Adrian Milea est en larmes. Il peine à parler. Il donne une drôle d’image de lui, ce Roumain de 38 ans à la carrure imposante qui, jusque-là, paraissait complètement détaché des faits qui lui étaient reprochés. Il pleure quand Thierry Fourdrignier, le président du tribunal, lui demande ce qu’il a à ajouter. C’est 30 minutes environ avant que le tribunal correctionnel de Saint-Quentin le condamne à 18 mois de prison pour avoir toléré ou accepté de la prostitution dans son établissement. Le tribunal l’a aussi condamné à 1 an de prison pour abus de biens sociaux. Sa femme, Elena Chenescu, 36 ans, fond elle aussi en larmes. Elle pense à ses trois enfants dont elle va être séparée. Elle a été condamnée à 2 ans et à 1 an de prison pour les mêmes faits que ceux reprochés à son mari.

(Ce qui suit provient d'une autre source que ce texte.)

use std::collections::HashMap;

use anyhow::Context;
use serde::Deserialize;

/// Crates the domain crate must never depend on (outside dev-dependencies).
const DOMAIN_FORBIDDEN: &[&str] = &[
    "airlift-engine",
    "tracing",
    "tracing-subscriber",
    "anyhow",
    "mockall",
    "dotenvy",
];

#[derive(Debug, Deserialize)]
struct Metadata {
    packages: Vec<Package>,
}

#[derive(Debug, Deserialize)]
struct Package {
    name: String,
    dependencies: Vec<Dependency>,
}

#[derive(Debug, Deserialize)]
struct Dependency {
    name: String,
    /// `null` for normal dependencies, "dev" or "build" otherwise
    kind: Option<String>,
}

fn main() -> anyhow::Result<()> {
    let mut args = std::env::args().skip(1);
    match args.next().as_deref() {
        Some("arch-check") => arch_check(),
        Some(cmd) => anyhow::bail!("Unknown xtask command: {cmd}"),
        None => anyhow::bail!("Usage: cargo xtask <command>\n\nCommands:\n  arch-check"),
    }
}

fn arch_check() -> anyhow::Result<()> {
    let output = std::process::Command::new("cargo")
        .args(["metadata", "--format-version", "1", "--no-deps"])
        .output()
        .context("running cargo metadata")?;

    if !output.status.success() {
        anyhow::bail!("cargo metadata failed")
    }

    let metadata: Metadata =
        serde_json::from_slice(&output.stdout).context("parsing cargo metadata")?;
    let packages: HashMap<&str, &Package> = metadata
        .packages
        .iter()
        .map(|p| (p.name.as_str(), p))
        .collect();

    let domain = packages
        .get("airlift-domain")
        .context("airlift-domain not found in workspace")?;
    let violations = forbidden_dependencies(domain, DOMAIN_FORBIDDEN);

    if !violations.is_empty() {
        anyhow::bail!(
            "airlift-domain must stay free of engine dependencies, found: {}",
            violations.join(", ")
        );
    }

    println!("arch-check passed ({} packages)", packages.len());
    Ok(())
}

fn forbidden_dependencies<'a>(package: &'a Package, forbidden: &[&str]) -> Vec<&'a str> {
    package
        .dependencies
        .iter()
        .filter(|dep| dep.kind.as_deref() != Some("dev"))
        .filter(|dep| forbidden.contains(&dep.name.as_str()))
        .map(|dep| dep.name.as_str())
        .collect()
}

#[cfg(test)]
mod tests {
    use super::*;

    fn package(deps: &[(&str, Option<&str>)]) -> Package {
        Package {
            name: "airlift-domain".into(),
            dependencies: deps
                .iter()
                .map(|(name, kind)| Dependency {
                    name: name.to_string(),
                    kind: kind.map(str::to_string),
                })
                .collect(),
        }
    }

    #[test]
    fn dev_dependencies_are_allowed() {
        let domain = package(&[("serde", None), ("mockall", Some("dev"))]);
        assert!(forbidden_dependencies(&domain, DOMAIN_FORBIDDEN).is_empty());
    }

    #[test]
    fn normal_engine_dependency_is_reported() {
        let domain = package(&[("tracing", None), ("airlift-engine", Some("build"))]);
        assert_eq!(
            forbidden_dependencies(&domain, DOMAIN_FORBIDDEN),
            vec!["tracing", "airlift-engine"]
        );
    }

    #[test]
    fn parses_metadata_json() {
        let json = r#"{ "packages": [
            { "name": "airlift-domain", "version": "0.1.0",
              "dependencies": [{ "name": "uuid", "kind": null, "req": "^1" }] }
        ] }"#;
        let metadata: Metadata = serde_json::from_str(json).expect("valid metadata");
        assert_eq!(metadata.packages[0].dependencies[0].name, "uuid");
    }
}
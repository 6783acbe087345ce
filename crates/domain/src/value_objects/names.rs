//! Validated name newtypes used by trait configuration
//!
//! Cursor and voice names are resolved by the renderer and the audio system,
//! so the only thing checked here is that they are usable lookup keys:
//! - Non-empty after trimming
//! - Within length limits

use serde::{Deserialize, Serialize};
use std::fmt;

use crate::error::DomainError;

/// Maximum length for cursor and voice names
const MAX_NAME_LENGTH: usize = 64;

macro_rules! define_name {
    ($(#[$meta:meta])* $name:ident, $label:literal) => {
        $(#[$meta])*
        #[derive(Debug, Clone, PartialEq, Eq, Hash, Serialize, Deserialize)]
        #[serde(try_from = "String", into = "String")]
        pub struct $name(String);

        impl $name {
            /// Create a new validated name.
            ///
            /// # Errors
            ///
            /// Returns `DomainError::Validation` if the name is empty after
            /// trimming or longer than 64 characters.
            pub fn new(name: impl Into<String>) -> Result<Self, DomainError> {
                let name = name.into();
                let trimmed = name.trim();
                if trimmed.is_empty() {
                    return Err(DomainError::validation(concat!($label, " name cannot be empty")));
                }
                if trimmed.len() > MAX_NAME_LENGTH {
                    return Err(DomainError::validation(format!(
                        concat!($label, " name cannot exceed {} characters"),
                        MAX_NAME_LENGTH
                    )));
                }
                Ok(Self(trimmed.to_string()))
            }

            /// Wrap a built-in name that is valid by inspection.
            pub(crate) fn from_static(name: &'static str) -> Self {
                Self(name.to_string())
            }

            /// Returns the name as a string slice.
            pub fn as_str(&self) -> &str {
                &self.0
            }
        }

        impl fmt::Display for $name {
            fn fmt(&self, f: &mut fmt::Formatter<'_>) -> fmt::Result {
                write!(f, "{}", self.0)
            }
        }

        impl TryFrom<String> for $name {
            type Error = DomainError;

            fn try_from(s: String) -> Result<Self, Self::Error> {
                Self::new(s)
            }
        }

        impl From<$name> for String {
            fn from(name: $name) -> String {
                name.0
            }
        }
    };
}

define_name!(
    /// Name of a mouse cursor shown while hovering a target (e.g. `move-blocked`)
    CursorName,
    "Cursor"
);

define_name!(
    /// Name of a voice-over category played when an order is acknowledged
    VoiceName,
    "Voice"
);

L’affaire commence en 2005 par les confidences faites par une ancienne serveuse du Garden à une inspectrice du travail. Elle se serait prostituée dans l’établissement installé au 20, rue de Crimée, à deux petits pas du commissariat.
Les mêmes hôtesses que dans l’affaire du Folie’s
Les bouteilles de champagne sont vendues 200 euros. Les hôtesses sont chargées de faire du charme aux clients. Pour qu’ils consomment. Toujours plus. Sept employées ont livré leurs témoignages aux enquêteurs de la police judiciaire d’Amiens. Elles touchaient 20 % sur le prix des bouteilles de champagne et 5 euros sur le verre. L’une d’entre elles raconte dans les auditions que tout commençait par des baisers. Puis, elle masturbait des clients. « On ne devait rien laisser dans les poubelles. Il n’y avait pas de préservatifs. C’est pour ça que les actes intimes n’allaient jamais jusqu’à la pénétration. » D’autres filles évoquent des fellations. Des pénétrations digitales. Des cunnilingus.
Plusieurs clients, entendus par les policiers, ont confirmé. L’un d’eux précise : « Trois bouteilles, c’était la masturbation. Quatre bouteilles, c’était la fellation. »
La question pour le tribunal a été de savoir si les patrons savaient ce qui se passait dans les salons. Elena nie. « Une hôtesse n’est pas une prostituée. Les filles ont peut-être fait des choses comme ça, mais pas dans le but d’avantager le bar. » Et de décrire : « Il fallait que ce soit des filles inaccessibles. Si je savais qu’il se passait des choses comme ça, je mettais les filles à la porte. » Une ancienne employée appelée comme témoin à la barre confirme : « Je n’ai jamais rien fait de sexuel. Il y a eu des choses, mais Elena a viré les filles. »
Me Clotilde Gravier, pour la défense, quant à elle, s’étonne : « Ce sont les mêmes employées qui, dans l’affaire du Folie’s (N.D.L.R., autre bar à hôtesses tombé pour proxénétisme), expliquaient à la barre qu’il n’y avait rien de sexuel dans l’établissement. À l’époque elles n’ont pas été crues. Aujourd’hui, dans l’affaire du Garden, elles sont crues quand elles disent qu’il y avait de la prostitution au Garden. » Et en effet, les magistrats ont cette fois-ci accordé du crédit aux propos de ces hôtesses.